2. Emergency Paid Sick Leave Act

The Emergency Paid Sick Leave Act requires most employers having fewer than 500 employees to provide up to 80 hours of paid sick leave taken for full-time employees (part-time employees receive the number of hours they worked on average over a 2 week period) who are unable to work for certain COVID-19 caused absences. Employees are immediately eligible to take paid sick leave under the Act regardless of how long the employee has been employed by the employer.

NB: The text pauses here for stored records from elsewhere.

//! rtmpcast: RTMP client/server engine
//!
//! Carries FLV-encapsulated audio/video between a publisher and a consumer
//! over TCP. One [`Conn`] per session multiplexes logical message streams
//! onto the connection with RTMP's chunked framing, speaks AMF0 for the
//! NetConnection/NetStream command exchange, and probes an initial window
//! of tags to derive codec descriptions before media flows.
//!
//! # Example: pull a stream
//!
//! ```no_run
//! #[tokio::main]
//! async fn main() -> rtmpcast::Result<()> {
//!     let mut conn = rtmpcast::dial("rtmp://example.com/live/stream").await?;
//!     for stream in conn.streams().await? {
//!         println!("stream: {:?}", stream);
//!     }
//!     loop {
//!         let pkt = conn.read_packet().await?;
//!         println!("packet idx={} time={}ms", pkt.idx, pkt.time);
//!     }
//! }
//! ```
//!
//! # Example: accept one publisher
//!
//! ```no_run
//! #[tokio::main]
//! async fn main() -> rtmpcast::Result<()> {
//!     let mut conn = rtmpcast::accept_publisher("0.0.0.0:1935").await?;
//!     loop {
//!         let pkt = conn.read_packet().await?;
//!         println!("got {} bytes at {}ms", pkt.data.len(), pkt.time);
//!     }
//! }
//! ```

pub mod amf;
pub mod client;
pub mod error;
pub mod media;
pub mod protocol;
pub mod server;
pub mod session;

// Re-export main types for convenience
pub use amf::AmfValue;
pub use client::{dial, dial_timeout, RtmpUrl};
pub use error::{Error, Result};
pub use media::{CodecData, FlvTag, Packet};
pub use server::{accept_player, accept_publisher, Server, SessionHandler};
pub use session::Conn;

3. Permissible Uses of Sick Leave

A covered employer shall provide paid sick leave to each eligible employee to the extent that the employee is unable to work (or telework) due to a need for leave because:

  • The employee is subject to a Federal, State, or local quarantine or isolation order related to COVID–19.
  • The employee has been advised by a health care provider to self-quarantine due to concerns related to COVID–19.
  • The employee is experiencing symptoms of COVID–19 and seeking a medical diagnosis.
  • The employee is caring for an individual who is subject to an order as described in item (a) or has been advised as described in item (b) above.
  • The employee is caring for a son or daughter of such employee if the school or place of care of the son or daughter has been closed, or the child care provider of such son or daughter is unavailable, due to COVID–19 precautions.
  • The employee is experiencing any other substantially similar condition specified by the Secretary of Health and Human Services in consultation with the Secretary of the Treasury and the Secretary of Labor.
  • When an employee is taking leave for a qualifying reason, the employer cannot require the employee to search for or find a replacement employee to cover the hours that the employee is using paid sick time.

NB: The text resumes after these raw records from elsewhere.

use std::fmt::Write as _;
use std::fs::{self, File};
use std::io::{BufWriter, Write};
use std::path::{Path, PathBuf};

use chrono::{Local, TimeZone};
use serde::{Deserialize, Serialize};

use super::BuildProfile;
use crate::error::ReportError;

pub const REPORT_DIR: &str = "reports/profile";
pub const TIMESTAMP_FORMAT: &str = "%Y-%m-%d-%H-%M-%S";
pub const DEFAULT_PREFIX: &str = "profile";

#[derive(Debug, Clone, Copy, PartialEq, Eq, Serialize, Deserialize)]
#[serde(rename_all = "lowercase")]
pub enum ProfileFormat {
    Html,
    #[serde(rename = "txt")]
    Text,
    Csv,
}

impl ProfileFormat {
    pub fn extension(&self) -> &'static str {
        match self {
            ProfileFormat::Html => ".html",
            ProfileFormat::Text => ".txt",
            ProfileFormat::Csv => ".csv",
        }
    }

    pub fn render(&self, profile: &BuildProfile) -> String {
        match self {
            ProfileFormat::Html => render_html(profile),
            ProfileFormat::Text => render_text(profile),
            ProfileFormat::Csv => render_csv(profile),
        }
    }
}

/// One report file per run: `<prefix>-<timestamp><extension>`.
#[derive(Debug, Clone, PartialEq, Eq)]
pub struct ProfileOutput {
    pub prefix: String,
    pub format: ProfileFormat,
}

impl ProfileOutput {
    pub fn new(prefix: impl Into<String>, format: ProfileFormat) -> Self {
        Self {
            prefix: prefix.into(),
            format,
        }
    }

    pub fn defaults() -> Vec<Self> {
        [ProfileFormat::Html, ProfileFormat::Text, ProfileFormat::Csv]
            .into_iter()
            .map(|format| Self::new(DEFAULT_PREFIX, format))
            .collect()
    }

    pub fn report_path(&self, build_dir: &Path, profiling_started: i64) -> PathBuf {
        build_dir.join(REPORT_DIR).join(format!(
            "{}-{}{}",
            self.prefix,
            format_timestamp(profiling_started),
            self.format.extension()
        ))
    }
}

#[derive(Debug, Default)]
pub struct ReportOutcome {
    pub written: Vec<PathBuf>,
    pub failures: Vec<ReportError>,
}

pub fn format_timestamp(millis: i64) -> String {
    Local
        .timestamp_millis_opt(millis)
        .single()
        .map(|at| at.format(TIMESTAMP_FORMAT).to_string())
        .unwrap_or_else(|| millis.to_string())
}

/// `0.200s` below a minute, `1m 3.450s` above.
pub fn format_duration(millis: i64) -> String {
    let sign = if millis < 0 { "-" } else { "" };
    let millis = millis.unsigned_abs();
    let minutes = millis / 60_000;
    let seconds = (millis % 60_000) / 1000;
    let fraction = millis % 1000;

    if minutes > 0 {
        format!("{}{}m {}.{:03}s", sign, minutes, seconds, fraction)
    } else {
        format!("{}{}.{:03}s", sign, seconds, fraction)
    }
}

/// Writes every output, carrying on past failures.
pub fn write_reports(profile: &BuildProfile, build_dir: &Path, outputs: &[ProfileOutput]) -> ReportOutcome {
    let mut outcome = ReportOutcome::default();

    for output in outputs {
        let path = output.report_path(build_dir, profile.profiling_started());
        match write_report(&path, &output.format.render(profile)) {
            Ok(()) => outcome.written.push(path),
            Err(e) => outcome.failures.push(e),
        }
    }

    outcome
}

fn write_report(path: &Path, content: &str) -> Result<(), ReportError> {
    if let Some(parent) = path.parent() {
        fs::create_dir_all(parent).map_err(|source| ReportError::Io {
            path: parent.to_path_buf(),
            source,
        })?;
    }

    let io_error = |source| ReportError::Io {
        path: path.to_path_buf(),
        source,
    };

    let mut writer = BufWriter::new(File::create(path).map_err(io_error)?);
    writer.write_all(content.as_bytes()).map_err(io_error)?;
    writer.flush().map_err(io_error)
}

fn outcome_label(profile: &BuildProfile) -> &'static str {
    match profile.successful() {
        Some(true) => "SUCCESSFUL",
        Some(false) => "FAILED",
        None => "UNKNOWN",
    }
}

fn escape_html(value: &str) -> String {
    let mut escaped = String::with_capacity(value.len());
    for c in value.chars() {
        match c {
            '&' => escaped.push_str("&amp;"),
            '<' => escaped.push_str("&lt;"),
            '>' => escaped.push_str("&gt;"),
            '"' => escaped.push_str("&quot;"),
            '\'' => escaped.push_str("&#39;"),
            _ => escaped.push(c),
        }
    }
    escaped
}

fn escape_csv(value: &str) -> String {
    if value.contains([',', '"', '\n']) {
        format!("\"{}\"", value.replace('"', "\"\""))
    } else {
        value.to_string()
    }
}

fn bar_width(value: i64, max: i64) -> i64 {
    if max <= 0 {
        0
    } else {
        (value.max(0) * 100) / max
    }
}

// `write!` into a String cannot fail, so the results below are discarded.

fn render_html(profile: &BuildProfile) -> String {
    let mut out = String::new();
    let title = format!(
        "Profile report for '{}' at {}",
        profile.task_description(),
        format_timestamp(profile.profiling_started())
    );
    let max = profile.max_project_execution();

    out.push_str("<!DOCTYPE html>\n<html>\n<head>\n<meta charset=\"utf-8\">\n");
    let _ = writeln!(out, "<title>{}</title>", escape_html(&title));
    out.push_str(
        "<style>\n\
         body { font-family: sans-serif; }\n\
         td.numeric { text-align: right; }\n\
         .bar { background: #4a90d9; height: 0.8em; }\n\
         </style>\n</head>\n<body>\n",
    );
    let _ = writeln!(out, "<h1>{}</h1>", escape_html(&title));
    let _ = writeln!(
        out,
        "<p>Build {} in {}</p>",
        outcome_label(profile),
        format_duration(profile.elapsed_total())
    );

    out.push_str("<h2>Summary</h2>\n<table>\n<tr><th>Phase</th><th>Duration</th></tr>\n");
    for (label, elapsed) in profile.phases() {
        let _ = writeln!(
            out,
            "<tr><td>{}</td><td class=\"numeric\">{}</td></tr>",
            label,
            format_duration(elapsed)
        );
    }
    let _ = writeln!(
        out,
        "<tr><th>Total</th><th class=\"numeric\">{}</th></tr>\n</table>",
        format_duration(profile.elapsed_total())
    );

    out.push_str("<h2>Project evaluation</h2>\n<table>\n<tr><th>Project</th><th>Duration</th><th>Result</th></tr>\n");
    for project in profile.projects() {
        let _ = writeln!(
            out,
            "<tr><td>{}</td><td class=\"numeric\">{}</td><td>{}</td></tr>",
            escape_html(&project.path),
            format_duration(project.elapsed_evaluation()),
            project.state_label()
        );
    }
    out.push_str("</table>\n");

    out.push_str("<h2>Task execution</h2>\n<table>\n<tr><th>Task</th><th>Duration</th><th>Result</th><th></th></tr>\n");
    for project in profile.projects() {
        let total = project.elapsed_task_execution();
        let _ = writeln!(
            out,
            "<tr><th>{}</th><th class=\"numeric\">{}</th><th>(total)</th>\
             <th><div class=\"bar\" style=\"width: {}%\"></div></th></tr>",
            escape_html(&project.path),
            format_duration(total),
            bar_width(total, max)
        );
        for task in project.tasks() {
            let _ = writeln!(
                out,
                "<tr><td>{}</td><td class=\"numeric\">{}</td><td>{}</td><td></td></tr>",
                escape_html(&task.path),
                format_duration(task.elapsed()),
                task.state_label()
            );
        }
    }
    let _ = writeln!(
        out,
        "<tr><th>All tasks</th><th class=\"numeric\">{}</th><th></th><th></th></tr>\n</table>",
        format_duration(profile.total_task_execution())
    );

    out.push_str("</body>\n</html>\n");
    out
}

fn render_text(profile: &BuildProfile) -> String {
    const WIDTH: usize = 48;
    let mut out = String::new();

    let _ = writeln!(
        out,
        "Profile report for '{}' at {}",
        profile.task_description(),
        format_timestamp(profile.profiling_started())
    );
    let _ = writeln!(out, "Build {}\n", outcome_label(profile));

    let _ = writeln!(out, "{:<WIDTH$}{:>14}", "Phase", "Duration");
    for (label, elapsed) in profile.phases() {
        let _ = writeln!(out, "{:<WIDTH$}{:>14}", label, format_duration(elapsed));
    }
    let _ = writeln!(out, "{:<WIDTH$}{:>14}\n", "Total", format_duration(profile.elapsed_total()));

    let _ = writeln!(out, "{:<WIDTH$}{:>14}  {}", "Project evaluation", "Duration", "Result");
    for project in profile.projects() {
        let _ = writeln!(
            out,
            "{:<WIDTH$}{:>14}  {}",
            project.path,
            format_duration(project.elapsed_evaluation()),
            project.state_label()
        );
    }
    out.push('\n');

    let _ = writeln!(out, "{:<WIDTH$}{:>14}  {}", "Task execution", "Duration", "Result");
    for project in profile.projects() {
        let _ = writeln!(
            out,
            "{:<WIDTH$}{:>14}  (total)",
            project.path,
            format_duration(project.elapsed_task_execution())
        );
        for task in project.tasks() {
            let _ = writeln!(
                out,
                "  {:<w$}{:>14}  {}",
                task.path,
                format_duration(task.elapsed()),
                task.state_label(),
                w = WIDTH - 2
            );
        }
    }
    let _ = writeln!(
        out,
        "{:<WIDTH$}{:>14}",
        "All tasks",
        format_duration(profile.total_task_execution())
    );

    out
}

fn render_csv(profile: &BuildProfile) -> String {
    let mut out = String::from("project,task,state,start,finish,duration_ms\n");

    for project in profile.projects() {
        for task in project.tasks() {
            let _ = writeln!(
                out,
                "{},{},{},{},{},{}",
                escape_csv(&project.path),
                escape_csv(&task.path),
                task.state_label(),
                task.start(),
                task.finish(),
                task.elapsed()
            );
        }
    }

    out
}
pub mod build_executer;
pub mod cli;
pub mod config;
pub mod configurer;
pub mod console;
pub mod dependency_graph;
pub mod driver;
pub mod error;
pub mod events;
pub mod executor;
pub mod history;
pub mod listing;
pub mod loader;
pub mod logger;
pub mod orchestrator;
pub mod profile;
pub mod project;
pub mod settings;

pub use build_executer::{BuildExecuter, ExecutionSummary, ShellTaskAction, TaskAction};
pub use cli::{Cli, Commands, HistoryCommands};
pub use config::Config;
pub use configurer::{BuildConfigurer, DefaultBuildConfigurer};
pub use console::ConsoleListener;
pub use dependency_graph::{GraphError, TaskDependencyGraph};
pub use driver::{ExecutionContext, ExecutionDriver, TaskSelectionDriver};
pub use error::{BuildError, ListenerFailure, ReportError};
pub use events::{BuildListener, EventBus, ProjectEvaluationListener, TaskExecutionListener};
pub use executor::{execute_step, execute_steps, ExecutionResult};
pub use history::{BuildHistory, BuildHistoryEntry, HistoryListener};
pub use loader::{DescriptorProjectsLoader, ProjectsLoader};
pub use logger::{LogLevel, Logger};
pub use orchestrator::{BuildResult, Orchestrator};
pub use profile::{BuildProfile, Clock, ProfileListener, SystemClock};
pub use project::{Project, ProjectGraph, ProjectId, ProjectState, Task, TaskId, TaskState};
pub use settings::{
    ConfigurationSnapshot, FileSettingsResolver, InvocationRequest, SettingsResolver,
};
use anyhow::{Context, Result};
use clap::Parser;
use std::path::{Path, PathBuf};
use std::sync::{Arc, Mutex};

use anvil_core::cli::{Commands, HistoryCommands};
use anvil_core::listing::task_listing;
use anvil_core::settings::{BuildFile, BUILD_FILE_NAME};
use anvil_core::{
    BuildHistory, BuildResult, Cli, Config, ConsoleListener, FileSettingsResolver,
    HistoryListener, Logger, Orchestrator, ProfileListener, ShellTaskAction,
};

fn run_build(
    cli: &Cli,
    cwd: &Path,
    config: &Config,
    logger: &Logger,
    profiler: Option<ProfileListener>,
) -> Result<BuildResult> {
    let action = ShellTaskAction::new(logger.clone())?;
    let mut orchestrator = Orchestrator::with_defaults(Box::new(action), logger.clone());

    // Listeners hear `build_finished` in registration order; the console goes
    // last so the verdict is the final line.
    if let Some(profiler) = profiler {
        orchestrator.add_listener(Arc::new(Mutex::new(
            profiler
                .with_outputs(config.profile.outputs())
                .with_logger(logger.clone()),
        )));
    }

    if config.history.enabled {
        let history = BuildHistory::new(config.storage_path(), config.history.max_builds)
            .context("Failed to load history")?;
        orchestrator.add_listener(Arc::new(Mutex::new(HistoryListener::new(history))));
    }

    orchestrator.add_listener(Arc::new(Mutex::new(ConsoleListener::new())));

    let result = orchestrator.run(&cli.request(cwd.to_path_buf()));

    // The console has already reported everything raised before the run finished.
    for failure in result
        .listener_failures()
        .iter()
        .filter(|f| f.event == "build_finished")
    {
        logger.warn(&format!("warning: {}", failure));
    }

    Ok(result)
}

fn list_tasks(cli: &Cli, cwd: &Path, logger: &Logger) -> Result<()> {
    let action = ShellTaskAction::new(logger.clone())?;
    let mut orchestrator = Orchestrator::with_defaults(Box::new(action), logger.clone());

    let graph = orchestrator
        .load_graph(&cli.request(cwd.to_path_buf()))
        .context("Failed to load the project graph")?;

    print!("{}", task_listing(&graph));
    Ok(())
}

fn show_history(config: &Config, logger: &Logger, count: Option<usize>) -> Result<()> {
    let history = BuildHistory::new(config.storage_path(), config.history.max_builds)
        .context("Failed to load history")?;

    let entries = history.entries();
    let count = count.unwrap_or(10).min(entries.len());

    if entries.is_empty() {
        logger.info("No build history found.");
        return Ok(());
    }

    logger.info(&format!("Build History (last {} entries):", count));
    logger.info("");

    for entry in history.recent(count) {
        let status = if entry.success { "✓" } else { "✗" };
        logger.info(&format!(
            "{} {} | {} | {:.1}s | {} executed, {} failed",
            status,
            entry.timestamp.format("%Y-%m-%d %H:%M:%S"),
            entry.task_label(),
            entry.duration,
            entry.tasks_executed,
            entry.tasks_failed
        ));
        if let Some(failure) = &entry.failure {
            logger.info(&format!("    {}", failure));
        }
    }

    Ok(())
}

fn clear_history(config: &Config) -> Result<()> {
    let mut history = BuildHistory::new(config.storage_path(), config.history.max_builds)
        .context("Failed to load build history")?;
    history.clear()?;
    println!("Build history cleared.");
    Ok(())
}

fn init_build_file(cwd: &Path, name: Option<String>) -> Result<()> {
    let path = cwd.join(BUILD_FILE_NAME);

    if path.exists() {
        anyhow::bail!(
            "{} already exists at {}. Remove it first if you want to reinitialize.",
            BUILD_FILE_NAME,
            path.display()
        );
    }

    BuildFile::starter(name)
        .save_to_file(&path)
        .with_context(|| format!("Failed to save {}", BUILD_FILE_NAME))?;

    println!("Created {} at {}", BUILD_FILE_NAME, path.display());

    Ok(())
}

/// Directory holding the settings file, where the project-local config lives.
fn build_root(cli: &Cli, cwd: &Path) -> PathBuf {
    let settings = match &cli.settings_file {
        Some(path) => Some(cwd.join(path)),
        None => FileSettingsResolver::find_settings_file(cwd),
    };

    settings
        .and_then(|path| path.parent().map(Path::to_path_buf))
        .unwrap_or_else(|| cwd.to_path_buf())
}

fn main() -> Result<()> {
    let cli = Cli::parse();

    // Profiling starts as early as possible; it is dropped if not wanted.
    let profiler = ProfileListener::new(Logger::new());

    let cwd = cli.working_directory()?;

    if let Some(Commands::Init { name }) = &cli.command {
        return init_build_file(&cwd, name.clone());
    }

    let config = Config::load(&build_root(&cli, &cwd), cli.config.as_deref())?;
    let logger = Logger::new()
        .with_level(cli.log_level().unwrap_or(config.log.level))
        .with_colors(config.log.colors);

    match &cli.command {
        Some(Commands::History { command }) => {
            return match command {
                HistoryCommands::Show { count } => show_history(&config, &logger, *count),
                HistoryCommands::Clear => clear_history(&config),
            };
        }
        Some(Commands::Tasks) => return list_tasks(&cli, &cwd, &logger),
        Some(Commands::Init { .. }) | None => {}
    }

    let profiler = (cli.profile || config.profile.enabled).then_some(profiler);
    let result = run_build(&cli, &cwd, &config, &logger, profiler)?;

    if !result.is_success() {
        std::process::exit(1);
    }

    Ok(())
}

3. Tax Credits for Paid FMLA and Sick Leave and Grant of $1 Billion Dollars for Emergency Unemployment Insurance

The Act provides for a series of refundable tax credits for employers providing paid emergency sick leave or paid FMLA. The credits are as follows:

  • A refundable tax credit for employers equal to 100 percent of qualified family leave wages required to be paid by the Emergency Family and Medical Leave Expansion Act that are paid by an employer for each calendar quarter. The tax credit is allowed against the tax imposed by section 3111(a) (the employer portion of Social Security taxes). The amount of qualified family leave wages taken into account for each employee is capped at $200 per day and $10,000 for all calendar quarters. If the credit exceeds the employer’s total liability under section 3111(a) for all employees for any calendar quarter, the excess credit is refundable to the employer.
  • A refundable tax credit for employers equal to 100 percent of qualified paid sick leave wages required to be paid by the Emergency Paid Sick Leave Act that are paid by an employer for each calendar quarter. The tax credit is allowed against the tax imposed by section 3111(a) of the Internal Revenue Code (the employer portion of Social Security taxes).

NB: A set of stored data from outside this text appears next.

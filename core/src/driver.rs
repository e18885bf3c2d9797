use std::collections::{HashSet, VecDeque};
use std::path::PathBuf;

use crate::build_executer::BuildExecuter;
use crate::error::BuildError;
use crate::events::EventBus;
use crate::project::{Project, ProjectGraph, TaskId};
use crate::settings::InvocationRequest;

/// What a driver gets to work with while executing one unit.
pub struct ExecutionContext<'a> {
    pub graph: &'a ProjectGraph,
    pub bus: &'a EventBus,
    pub executer: &'a mut BuildExecuter,
}

/// Graph plus cursor: hands the orchestrator one unit of work at a time.
pub trait ExecutionDriver {
    fn has_next(&self) -> bool;

    /// Binds the next unit to the just loaded (or reused) graph.
    fn select(&mut self, graph: &ProjectGraph) -> Result<(), BuildError>;

    /// Label of the selected unit, for logging.
    fn description(&self) -> String;

    fn execute(&mut self, context: &mut ExecutionContext<'_>) -> Result<(), BuildError>;

    /// True when the last executed unit changed project state in a way the
    /// current graph no longer reflects.
    fn requires_project_reload(&self) -> bool;
}

struct Selection {
    names: Vec<String>,
    tasks: Vec<TaskId>,
    excluded: HashSet<TaskId>,
}

/// Default driver: one unit per requested task name, or a single unit for
/// all of them in a merged build.
pub struct TaskSelectionDriver {
    pending: VecDeque<Vec<String>>,
    defaults_pending: bool,
    excluded_names: Vec<String>,
    current_dir: PathBuf,
    current: Option<Selection>,
    reload_required: bool,
}

impl TaskSelectionDriver {
    pub fn from_request(request: &InvocationRequest) -> Self {
        let pending: VecDeque<Vec<String>> = if request.task_names.is_empty() {
            VecDeque::new()
        } else if request.merged_build {
            VecDeque::from(vec![request.task_names.clone()])
        } else {
            request.task_names.iter().map(|name| vec![name.clone()]).collect()
        };

        Self {
            defaults_pending: pending.is_empty(),
            pending,
            excluded_names: request.excluded_task_names.clone(),
            current_dir: request.current_dir.clone(),
            current: None,
            reload_required: false,
        }
    }

    fn current_project<'g>(&self, graph: &'g ProjectGraph) -> &'g Project {
        graph
            .projects()
            .find(|p| p.dir == self.current_dir)
            .unwrap_or_else(|| graph.root())
    }

    fn resolve(
        &self,
        graph: &ProjectGraph,
        current: &Project,
        name: &str,
    ) -> Result<Vec<TaskId>, BuildError> {
        if name.starts_with(':') {
            return graph
                .find_task(name)
                .map(|task| vec![task.id])
                .ok_or_else(|| BuildError::TaskNotFound {
                    name: name.to_string(),
                    project: ":".to_string(),
                });
        }

        let tasks: Vec<TaskId> = graph
            .subtree(current.id)
            .into_iter()
            .filter(|id| graph.project(*id).map_or(false, Project::is_evaluated))
            .filter_map(|id| graph.task_in_project(id, name).map(|t| t.id))
            .collect();

        if tasks.is_empty() {
            return Err(BuildError::TaskNotFound {
                name: name.to_string(),
                project: current.path.clone(),
            });
        }

        Ok(tasks)
    }
}

impl ExecutionDriver for TaskSelectionDriver {
    fn has_next(&self) -> bool {
        self.defaults_pending || !self.pending.is_empty()
    }

    fn select(&mut self, graph: &ProjectGraph) -> Result<(), BuildError> {
        let current = self.current_project(graph);

        let names = if self.defaults_pending {
            self.defaults_pending = false;
            if current.default_tasks.is_empty() {
                return Err(BuildError::NoTasks);
            }
            current.default_tasks.clone()
        } else {
            self.pending.pop_front().ok_or(BuildError::NoTasks)?
        };

        let mut tasks = Vec::new();
        for name in &names {
            for id in self.resolve(graph, current, name)? {
                if !tasks.contains(&id) {
                    tasks.push(id);
                }
            }
        }

        let mut excluded = HashSet::new();
        for name in &self.excluded_names {
            excluded.extend(self.resolve(graph, current, name)?);
        }

        self.current = Some(Selection {
            names,
            tasks,
            excluded,
        });
        Ok(())
    }

    fn description(&self) -> String {
        match &self.current {
            Some(selection) => {
                let quoted: Vec<String> = selection
                    .names
                    .iter()
                    .map(|n| format!("'{}'", n))
                    .collect();
                format!("primary task(s) {}", quoted.join(", "))
            }
            None => "no selection".to_string(),
        }
    }

    fn execute(&mut self, context: &mut ExecutionContext<'_>) -> Result<(), BuildError> {
        let selection = self
            .current
            .as_ref()
            .ok_or_else(|| anyhow::anyhow!("execute called before select"))?;

        let summary = context.executer.execute(
            context.graph,
            context.bus,
            &selection.tasks,
            &selection.excluded,
        )?;

        self.reload_required = summary
            .executed()
            .filter_map(|id| context.graph.task(id))
            .any(|task| task.reconfigures);

        Ok(())
    }

    fn requires_project_reload(&self) -> bool {
        self.reload_required
    }
}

The Act provides $1 billion in grants to states for emergency unemployment insurance, half of which will be transferred to the states within 60 days after the enactment of the Act (so long as the state complies with certain requirements, such as requiring employers to notify employees of the availability of unemployment compensation and permitting individuals to apply for unemployment compensation in at least two of the following ways—in-person, by phone, or online). The remainder of the grant will be reserved for states in which the number of unemployment compensation claims has increased by at least 10% over the same quarter in the prior calendar year. To receive access to the second portion of the grant, states must, among other things, make it easier for individuals to obtain unemployment compensation by waiving work search requirements and waiting periods.

Disclaimer: Because information on this topic is emerging and ongoing, the information in the article is subject to change without notice. Please consult your attorney for the most up to date information before instituting any action.